Junto a su marido, Tsymbalo no tardó en huir con sus dos hijas de cuatro y seis años del país. Lo hizo al mediodía, formando parte del casi primer millón de refugiados que huyó de Ucrania el día 25. Durante dos días enteros condujeron a través de las atestadas carreteras ucranianas hasta llegar a la frontera con Polonia. Dos kilómetros más allá del límite que separa los dos países se hospedaron en un hotel.

La situación no era fácil –mientras la televisión nacional enseñaba cómo hacer cócteles molotov, Volodímir Zelenski declaraba la obligatoriedad de que los hombres de entre 18 y 60 años se mantuviesen dentro del país–, pero tampoco lo sería la decisión posterior: mientras ella se quedaba fuera con las hijas, él permanecería en el país; se separarían provisionalmente, hasta que la invasión terminase. 

Pronto, no obstante, cambió de hogar de acogida: a través de internet localizó una familia de acogida española y, de inmediato, se dirigieron camino a Gandía mientras su marido se instalaba de nuevo en la capital ucraniana. Tsymbalo continúa hoy sola –ayudada también por Cáritas– con sus dos hijas, mientras el conflicto parece enfangarse en el este del país.
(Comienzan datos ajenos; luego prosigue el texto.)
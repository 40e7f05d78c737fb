//! Interceptors: side-effect-only pipeline steps.
//!
//! An [`Interceptor`] observes and enriches the request — the
//! canonical example is an authentication interceptor populating
//! [`UserClaims`](portico_core::UserClaims) — but cannot write the
//! response or deny access. After it runs, the chain always
//! continues.

use portico_core::{HttpResult, RequestContext};

use crate::middleware::BoxFuture;

/// A side-effecting observer adapted into the chain.
///
/// Returning `Err` escapes to the error handler; an interceptor that
/// completes successfully always continues the chain.
pub trait Interceptor: Send + Sync + 'static {
    /// Returns the name of this interceptor, used in logs.
    fn name(&self) -> &'static str;

    /// Runs the interceptor's side effects against the request.
    fn apply<'a>(&'a self, req: &'a mut RequestContext) -> BoxFuture<'a, HttpResult<()>>;
}

/// An interceptor created from a function.
///
/// # Example
///
/// ```rust
/// use portico_pipeline::FnInterceptor;
/// use portico_core::UserClaims;
///
/// let auth = FnInterceptor::new("auth", |req| {
///     Box::pin(async move {
///         if let Some(token) = req.header("x-user") {
///             let claims = UserClaims::new(token.to_string());
///             req.set_user(claims);
///         }
///         Ok(())
///     })
/// });
/// ```
pub struct FnInterceptor<F> {
    name: &'static str,
    func: F,
}

impl<F> FnInterceptor<F>
where
    F: for<'a> Fn(&'a mut RequestContext) -> BoxFuture<'a, HttpResult<()>>
        + Send
        + Sync
        + 'static,
{
    /// Creates a new function-based interceptor.
    pub const fn new(name: &'static str, func: F) -> Self {
        Self { name, func }
    }
}

impl<F> Interceptor for FnInterceptor<F>
where
    F: for<'a> Fn(&'a mut RequestContext) -> BoxFuture<'a, HttpResult<()>>
        + Send
        + Sync
        + 'static,
{
    fn name(&self) -> &'static str {
        self.name
    }

    fn apply<'a>(&'a self, req: &'a mut RequestContext) -> BoxFuture<'a, HttpResult<()>> {
        (self.func)(req)
    }
}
A pesar de las dificultades, ha llegado incluso a encontrar algún breve encargo de fotografía.

Yuliia Tsymbalo.

«Putin odia a Ucrania y a los ucranianos. Rusia quiere destruirnos y allí tienen una propaganda muy fuerte en su país: muchos también piensan que no tenemos derecho a existir. Es una idea terrible», defiende Tsymbalo. Un ejemplo de esta connivencia es para ella especialmente doloroso: aunque su hermano vive en España desde hace años, a Yuliia y a sus hijas les fue imposible resguardarse del dolor bélico en su casa; su mujer, de origen ruso, les impidió quedarse allí.

«No quería que viviéramos con ellos. Nos gritaba cada día diciendo que no éramos personas. Para ella, por ejemplo, nuestra lengua no es una lengua como tal. No puedo entender cómo esta chica puede llevar 15 años en España y pensar así. Supongo que es la propaganda que ve en los programas rusos», detalla.

De momento, su marido y su familia están bien, pero ataques esporádicos se ciernen una y otra vez sobre las distintas partes del país, incluida Kiev, adonde llama siempre para hablar con su esposo. La muerte la ha rozado de cerca: ya hay un amigo que ha perdido la vida, al igual que un compañero de trabajo. Los recuerdos de la guerra, aunque breves, continúan siendo espinosos. «Tengo depresión. Todos los días pienso en lo mismo: ¿cuándo podremos volver?». Antes de despedirse añade, con la voz apagada, una sola frase: «Nadie que no viva una guerra puede entender lo que es».